I was trying to tell you what the reason is for the patch. I will start by saying I don't know the exact changes that were made in 943460. But I will say I'm sure a lot depends on the application at hand, the file at hand, etc. The problem that was addressed by this was widely known (all the PDF spam as of late).
Anyway, for where the issue is coming from, an application, or Windows itself can take a command-line of a document and associate it to a specific application and then open it. This is what Windows does upon a double-click in Explorer (which is the desktop as well).
Now the process then becomes an act of sending a URI to a program, and the program receiving a URI. Basically, though, it's a call to "ShellExecute" in the DLL that is patched in this security update. To look at your other thread, Explorer calls "ShellExecute", which in turn runs the application configured in the shell for "XLS".
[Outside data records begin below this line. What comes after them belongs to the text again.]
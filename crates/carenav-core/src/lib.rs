//! # CareNav Core
//!
//! Navigation and tenant-context policy for the hospital/clinic/pharmacy management UI.
//!
//! This crate decides what an operator sees in the sidebar:
//! - role normalisation ([`role`])
//! - session state and organization selection ([`session`])
//! - effective-tenant resolution and module-list fencing ([`tenant`])
//! - the capability gate ([`capability`])
//! - the navigation catalog and policy engine ([`navigation`])
//!
//! The policy functions are pure and total. Errors only come from the plumbing around them:
//! loading configuration, catalogs and the organization directory, and mutating a session.
//!
//! **No API concerns**: HTTP servers and request/response shapes belong in `api-rest` and
//! `api-shared`.

pub mod capability;
pub mod config;
pub mod constants;
pub mod directory;
pub mod error;
pub mod navigation;
pub mod role;
pub mod session;
pub mod tenant;

pub use capability::{can_access, is_visible, EnabledModules};
pub use carenav_types::{ModuleName, NonEmptyText, OrganizationId, TextError};
pub use config::{CatalogSource, CoreConfig};
pub use directory::{Organization, OrganizationDirectory, OrganizationKind};
pub use error::{NavError, NavResult};
pub use navigation::{build_navigation, Location, NavGroup, NavItem, Navigation, NavigationCatalog};
pub use role::{normalize, CanonicalRole};
pub use session::{Identity, MemorySessionStore, SessionContext, SessionKeys, SessionSelection, SessionStore};
pub use tenant::{
    effective_organization, FetchTicket, ModuleFetchFence, ModuleSource, TenantContext, TenantSource,
};

use std::sync::Arc;

/// Catalog and organization directory loaded at startup, shared by request handlers.
#[derive(Clone, Debug, Default)]
pub struct NavigationService {
    catalog: Arc<NavigationCatalog>,
    directory: Arc<OrganizationDirectory>,
}

impl NavigationService {
    pub fn new(catalog: NavigationCatalog, directory: OrganizationDirectory) -> Self {
        Self {
            catalog: Arc::new(catalog),
            directory: Arc::new(directory),
        }
    }

    /// Loads the catalog and directory named by `cfg`.
    ///
    /// # Errors
    ///
    /// Returns any error from [`CoreConfig::load_catalog`] or [`CoreConfig::load_directory`].
    pub fn from_config(cfg: &CoreConfig) -> NavResult<Self> {
        Ok(Self::new(cfg.load_catalog()?, cfg.load_directory()?))
    }

    pub fn catalog(&self) -> &NavigationCatalog {
        &self.catalog
    }

    pub fn directory(&self) -> &OrganizationDirectory {
        &self.directory
    }

    /// Navigation for a raw role string and a tenant's modules.
    pub fn navigation_for(&self, raw_role: &str, modules: &EnabledModules) -> Navigation {
        self.catalog.build_navigation(&normalize(raw_role), modules)
    }
}
//! Locations and link matching for active-item highlighting.
//!
//! A location is a pathname with an optional query string and fragment, as a browser router
//! reports it. Pathnames compare with trailing slashes ignored (the root stays `/`). Query
//! parameters compare as an unordered multiset and are not percent-decoded.

/// A parsed `pathname?query#hash`.
#[derive(Clone, Debug, PartialEq, Eq)]
pub struct Location {
    pathname: String,
    query: Vec<(String, String)>,
    hash: Option<String>,
}

impl Location {
    /// Parses a location. Never fails; malformed pieces are kept as literal text.
    pub fn parse(raw: &str) -> Self {
        let (rest, hash) = match raw.split_once('#') {
            Some((rest, hash)) => (rest, Some(hash.to_owned())),
            None => (raw, None),
        };
        let (pathname, query) = match rest.split_once('?') {
            Some((pathname, query)) => (pathname, query),
            None => (rest, ""),
        };

        let mut params: Vec<(String, String)> = query
            .split('&')
            .filter(|pair| !pair.is_empty())
            .map(|pair| match pair.split_once('=') {
                Some((key, value)) => (key.to_owned(), value.to_owned()),
                None => (pair.to_owned(), String::new()),
            })
            .collect();
        params.sort();

        Self {
            pathname: normalise_pathname(pathname),
            query: params,
            hash: hash.filter(|hash| !hash.is_empty()),
        }
    }

    pub fn pathname(&self) -> &str {
        &self.pathname
    }

    pub fn hash(&self) -> Option<&str> {
        self.hash.as_deref()
    }

    /// Treating `self` as a link target, whether it matches `location`.
    ///
    /// Pathnames must be equal. A target query must equal the location's query; a target hash
    /// must equal the location's hash. A target without a query or hash matches any.
    pub fn matches_target(&self, location: &Location) -> bool {
        if self.pathname != location.pathname {
            return false;
        }
        if !self.query.is_empty() && self.query != location.query {
            return false;
        }
        match &self.hash {
            Some(hash) => location.hash.as_ref() == Some(hash),
            None => true,
        }
    }

    /// How much of a location this target pins down: one for a query, one for a hash.
    pub(crate) fn specificity(&self) -> usize {
        usize::from(!self.query.is_empty()) + usize::from(self.hash.is_some())
    }
}

fn normalise_pathname(pathname: &str) -> String {
    let trimmed = pathname.trim_end_matches('/');
    if trimmed.is_empty() {
        "/".to_owned()
    } else {
        trimmed.to_owned()
    }
}

#[cfg(test)]
mod tests {
    use super::*;

    #[test]
    fn parses_all_parts() {
        let loc = Location::parse("/billing/?tab=invoices&page=2#top");
        assert_eq!(loc.pathname(), "/billing");
        assert_eq!(loc.hash(), Some("top"));
        assert_eq!(loc.specificity(), 2);
    }

    #[test]
    fn root_and_empty_are_the_same_path() {
        assert_eq!(Location::parse("").pathname(), "/");
        assert_eq!(Location::parse("///").pathname(), "/");
    }

    #[test]
    fn bare_target_matches_any_query_and_hash() {
        let target = Location::parse("/patients");
        assert!(target.matches_target(&Location::parse("/patients?page=3#row-9")));
        assert!(!target.matches_target(&Location::parse("/patients/new")));
    }

    #[test]
    fn query_order_does_not_matter() {
        let target = Location::parse("/reports?kind=daily&format=pdf");
        assert!(target.matches_target(&Location::parse("/reports?format=pdf&kind=daily")));
        assert!(!target.matches_target(&Location::parse("/reports?kind=daily")));
    }

    #[test]
    fn hash_must_match_when_declared() {
        let target = Location::parse("/settings#modules");
        assert!(target.matches_target(&Location::parse("/settings#modules")));
        assert!(!target.matches_target(&Location::parse("/settings#profile")));
        assert!(!target.matches_target(&Location::parse("/settings")));
    }
}
//! Request and response types for the CareNav API.
//!
//! These mirror the core policy types with plain strings so the UI shell and the OpenAPI
//! document do not depend on `carenav-core` internals.

use carenav_core::{
    CanonicalRole, Navigation, NavGroup, NavItem, Organization, OrganizationId, TenantContext,
};
use serde::{Deserialize, Serialize};
use utoipa::{IntoParams, ToSchema};

#[derive(Clone, Debug, PartialEq, Eq, Serialize, Deserialize, ToSchema)]
pub struct HealthRes {
    pub ok: bool,
    pub message: String,
}

/// Login result handed over by the authentication service.
#[derive(Clone, Debug, Serialize, Deserialize, ToSchema)]
pub struct StartSessionReq {
    pub token: String,
    pub role: String,
    #[serde(default)]
    pub organization_id: Option<String>,
}

#[derive(Clone, Debug, Serialize, Deserialize, ToSchema)]
pub struct StartSessionRes {
    pub session_id: String,
    pub role: String,
    pub role_label: String,
    pub started_at: String,
}

#[derive(Clone, Debug, PartialEq, Eq, Serialize, Deserialize, ToSchema)]
pub struct SessionContextRes {
    pub session_id: String,
    pub role: String,
    pub role_label: String,
    pub organization_id: Option<String>,
    /// `bound`, `selected` or `unresolved`.
    pub tenant_source: String,
    pub needs_selection: bool,
}

impl SessionContextRes {
    pub fn new(session_id: String, role: &CanonicalRole, tenant: &TenantContext) -> Self {
        let tenant_source = match tenant.source() {
            carenav_core::TenantSource::Bound => "bound",
            carenav_core::TenantSource::Selected => "selected",
            carenav_core::TenantSource::Unresolved => "unresolved",
        };
        Self {
            session_id,
            role: role.to_string(),
            role_label: role.display_name().to_string(),
            organization_id: tenant.organization_id().map(OrganizationId::to_string),
            tenant_source: tenant_source.into(),
            needs_selection: tenant.needs_selection(),
        }
    }
}

#[derive(Clone, Debug, Serialize, Deserialize, ToSchema)]
pub struct SwitchOrganizationReq {
    pub organization_id: String,
}

#[derive(Clone, Debug, PartialEq, Eq, Serialize, Deserialize, ToSchema)]
pub struct NavItemDto {
    pub path: String,
    pub label: String,
    #[serde(default, skip_serializing_if = "Option::is_none")]
    pub icon: Option<String>,
    pub required_modules: Vec<String>,
    pub allowed_roles: Vec<String>,
}

impl From<&NavItem> for NavItemDto {
    fn from(item: &NavItem) -> Self {
        Self {
            path: item.path.clone(),
            label: item.label.clone(),
            icon: item.icon.clone(),
            required_modules: item
                .required_modules
                .iter()
                .map(ToString::to_string)
                .collect(),
            allowed_roles: item.allowed_roles.iter().map(ToString::to_string).collect(),
        }
    }
}

#[derive(Clone, Debug, PartialEq, Eq, Serialize, Deserialize, ToSchema)]
pub struct NavGroupDto {
    pub label: String,
    pub items: Vec<NavItemDto>,
}

impl From<&NavGroup> for NavGroupDto {
    fn from(group: &NavGroup) -> Self {
        Self {
            label: group.label.clone(),
            items: group.items.iter().map(NavItemDto::from).collect(),
        }
    }
}

#[derive(Clone, Debug, PartialEq, Eq, Serialize, Deserialize, ToSchema)]
pub struct NavigationRes {
    pub role: String,
    pub organization_id: Option<String>,
    /// `false` while the tenant's modules are unknown and module gating is failing open.
    pub modules_known: bool,
    pub groups: Vec<NavGroupDto>,
    /// Path of the item to highlight for the requested location.
    pub active_path: Option<String>,
}

impl NavigationRes {
    pub fn new(
        role: &CanonicalRole,
        organization_id: Option<&OrganizationId>,
        modules_known: bool,
        navigation: &Navigation,
        location: Option<&str>,
    ) -> Self {
        let active_path = location.and_then(|raw| {
            navigation
                .active_item(&carenav_core::Location::parse(raw))
                .map(|item| item.path.clone())
        });

        Self {
            role: role.to_string(),
            organization_id: organization_id.map(OrganizationId::to_string),
            modules_known,
            groups: navigation.groups.iter().map(NavGroupDto::from).collect(),
            active_path,
        }
    }
}

/// Stateless navigation preview, for admin tooling and tests.
#[derive(Clone, Debug, Serialize, Deserialize, ToSchema)]
pub struct PreviewNavigationReq {
    pub role: String,
    /// Omit to preview with unknown modules (fail-open).
    #[serde(default)]
    pub modules: Option<Vec<String>>,
    #[serde(default)]
    pub location: Option<String>,
}

#[derive(Clone, Debug, Default, Serialize, Deserialize, IntoParams)]
#[into_params(parameter_in = Query)]
pub struct NavigationQuery {
    /// Current browser location, used to pick the active item.
    pub location: Option<String>,
}

#[derive(Clone, Debug, PartialEq, Eq, Serialize, Deserialize, ToSchema)]
pub struct OrganizationDto {
    pub id: String,
    pub name: String,
    pub kind: String,
    pub modules: Vec<String>,
}

impl From<&Organization> for OrganizationDto {
    fn from(organization: &Organization) -> Self {
        let kind = match organization.kind {
            carenav_core::OrganizationKind::Hospital => "hospital",
            carenav_core::OrganizationKind::Clinic => "clinic",
            carenav_core::OrganizationKind::Pharmacy => "pharmacy",
        };
        Self {
            id: organization.id.to_string(),
            name: organization.name.to_string(),
            kind: kind.into(),
            modules: organization.modules.iter().map(ToString::to_string).collect(),
        }
    }
}

#[derive(Clone, Debug, Serialize, Deserialize, ToSchema)]
pub struct ListOrganizationsRes {
    pub organizations: Vec<OrganizationDto>,
}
Again, I don't know what the code is doing on this new patch (to know that fully I would have to know how to do the exploit in question, and I don't), but it seems the patch might be picking certain known attack vectors (XLS would be one of those, but CSV is not, since it's plain text), and interpreting the passed URI more strictly. Hence, either it is passing three URIs now, or Excel is interpreting the URI as three files.
To use another example illustrating what is going on, I have a COBOL compiler here that was written in the 9X days. The problem with it for XP (or even 98/ME) is that I can't put a source file into a LFN directory and open it via double-click because the compiler interprets the sent URI in much the same way as your excel example. I try to open a source file in "C:\My Documents\Source Files", and it complains about not being able to open "C:\My".
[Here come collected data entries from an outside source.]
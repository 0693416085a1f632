//! Session state for one logged-in operator.
//!
//! The operator's [`Identity`] is fixed at login. The only mutable piece is the selected
//! organization, which lives in a session-scoped key-value store next to the auth token. Both
//! keys are owned by a [`SessionContext`] that callers pass by reference into the resolver, so
//! nothing reads session state through globals.
//!
//! Logout consumes the context and clears the token and the selection together; the store that
//! comes back is safe to hand to the next login without leaking a stale tenant.

use crate::constants::{AUTH_TOKEN_KEY, SELECTED_ORGANIZATION_KEY};
use crate::error::{NavError, NavResult};
use crate::role::{normalize, CanonicalRole};
use crate::tenant::TenantContext;
use carenav_types::OrganizationId;
use std::collections::BTreeMap;

/// The authenticated operator.
#[derive(Clone, Debug, PartialEq, Eq)]
pub struct Identity {
    role: String,
    organization_id: Option<OrganizationId>,
}

impl Identity {
    /// Builds an identity from login data. A blank organization id means the operator is not
    /// bound to a tenant.
    pub fn new(role: impl Into<String>, organization_id: Option<&str>) -> Self {
        Self {
            role: role.into(),
            organization_id: OrganizationId::from_optional(organization_id),
        }
    }

    /// The role string exactly as the authentication result supplied it.
    pub fn raw_role(&self) -> &str {
        &self.role
    }

    pub fn role(&self) -> CanonicalRole {
        normalize(&self.role)
    }

    pub fn organization_id(&self) -> Option<&OrganizationId> {
        self.organization_id.as_ref()
    }
}

/// Snapshot of the operator's organization choice.
#[derive(Clone, Debug, Default, PartialEq, Eq)]
pub struct SessionSelection {
    selected_organization_id: Option<OrganizationId>,
}

impl SessionSelection {
    pub fn new(selected_organization_id: Option<OrganizationId>) -> Self {
        Self {
            selected_organization_id,
        }
    }

    /// Builds a selection from a stored value; blank values are no selection.
    pub fn from_raw(raw: Option<&str>) -> Self {
        Self::new(OrganizationId::from_optional(raw))
    }

    pub fn selected_organization_id(&self) -> Option<&OrganizationId> {
        self.selected_organization_id.as_ref()
    }
}

/// Session-scoped key-value storage. Only get, set and remove are used.
pub trait SessionStore {
    fn get(&self, key: &str) -> Option<String>;
    fn set(&mut self, key: &str, value: String);
    fn remove(&mut self, key: &str);
}

/// In-process session storage.
#[derive(Clone, Debug, Default)]
pub struct MemorySessionStore {
    entries: BTreeMap<String, String>,
}

impl MemorySessionStore {
    pub fn new() -> Self {
        Self::default()
    }

    pub fn is_empty(&self) -> bool {
        self.entries.is_empty()
    }
}

impl SessionStore for MemorySessionStore {
    fn get(&self, key: &str) -> Option<String> {
        self.entries.get(key).cloned()
    }

    fn set(&mut self, key: &str, value: String) {
        self.entries.insert(key.to_owned(), value);
    }

    fn remove(&mut self, key: &str) {
        self.entries.remove(key);
    }
}

/// Storage keys used by a [`SessionContext`].
#[derive(Clone, Debug, PartialEq, Eq)]
pub struct SessionKeys {
    pub selected_organization: String,
    pub auth_token: String,
}

impl Default for SessionKeys {
    fn default() -> Self {
        Self {
            selected_organization: SELECTED_ORGANIZATION_KEY.to_owned(),
            auth_token: AUTH_TOKEN_KEY.to_owned(),
        }
    }
}

/// Identity plus session storage for one login.
#[derive(Debug)]
pub struct SessionContext<S = MemorySessionStore> {
    identity: Identity,
    store: S,
    keys: SessionKeys,
}

impl<S: SessionStore> SessionContext<S> {
    /// Starts a session. The selection starts empty, even if `store` still holds one from an
    /// earlier login.
    pub fn login(identity: Identity, auth_token: &str, mut store: S, keys: SessionKeys) -> Self {
        store.remove(&keys.selected_organization);
        store.set(&keys.auth_token, auth_token.to_owned());
        tracing::debug!(role = %identity.role(), "session started");
        Self {
            identity,
            store,
            keys,
        }
    }

    pub fn identity(&self) -> &Identity {
        &self.identity
    }

    pub fn auth_token(&self) -> Option<String> {
        self.store.get(&self.keys.auth_token)
    }

    pub fn selection(&self) -> SessionSelection {
        SessionSelection::from_raw(self.store.get(&self.keys.selected_organization).as_deref())
    }

    /// Resolves the tenant for this render. Call again after every selection change.
    pub fn tenant(&self) -> TenantContext {
        TenantContext::resolve(&self.identity, &self.selection())
    }

    /// Records the organization a super-administrator wants to operate on.
    ///
    /// # Errors
    ///
    /// - [`NavError::SelectionOverridesBoundOrganization`] if the identity is bound to a tenant.
    /// - [`NavError::SelectionNotPermitted`] if the role cannot act across tenants.
    pub fn select_organization(&mut self, organization_id: OrganizationId) -> NavResult<()> {
        if let Some(bound) = self.identity.organization_id() {
            return Err(NavError::SelectionOverridesBoundOrganization(
                bound.to_string(),
            ));
        }

        let role = self.identity.role();
        if !role.is_super_admin() {
            return Err(NavError::SelectionNotPermitted {
                role: role.to_string(),
            });
        }

        tracing::info!(organization = %organization_id, "organization selected");
        self.store
            .set(&self.keys.selected_organization, organization_id.to_string());
        Ok(())
    }

    pub fn clear_selection(&mut self) {
        self.store.remove(&self.keys.selected_organization);
    }

    /// Clears the selection if it is not among `valid`, typically a freshly fetched organization
    /// list. Returns `true` if a stale selection was removed.
    pub fn retain_valid_selection<'a>(
        &mut self,
        valid: impl IntoIterator<Item = &'a OrganizationId>,
    ) -> bool {
        let Some(selected) = self.selection().selected_organization_id().cloned() else {
            return false;
        };

        if valid.into_iter().any(|id| *id == selected) {
            return false;
        }

        tracing::warn!(organization = %selected, "clearing selection for unknown organization");
        self.clear_selection();
        true
    }

    /// Ends the session, clearing the auth token and the selection in one step.
    pub fn logout(mut self) -> S {
        self.store.remove(&self.keys.auth_token);
        self.store.remove(&self.keys.selected_organization);
        tracing::debug!("session ended");
        self.store
    }
}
To that end, a lot of how URIs are handled is dictated by how the extensions are configured in the system. For the systems in question, you might try going into Explorer under the File Types section, and look at XLS then go to the Advanced section and look at the definition for "Open" and see if it can be changed. For example, my XLS definition for "Open" is:
Code:
"C:\Program Files\OpenOffice.org 2.3\program\soffice.exe" -calc -o "%1"
Notice the quotes around both the executable path and %1 (the parm used to pass the URI to the program). It may be that the configured call for XLS might not have the " around %1.
Hope that helps, or at least clears up the confusion some.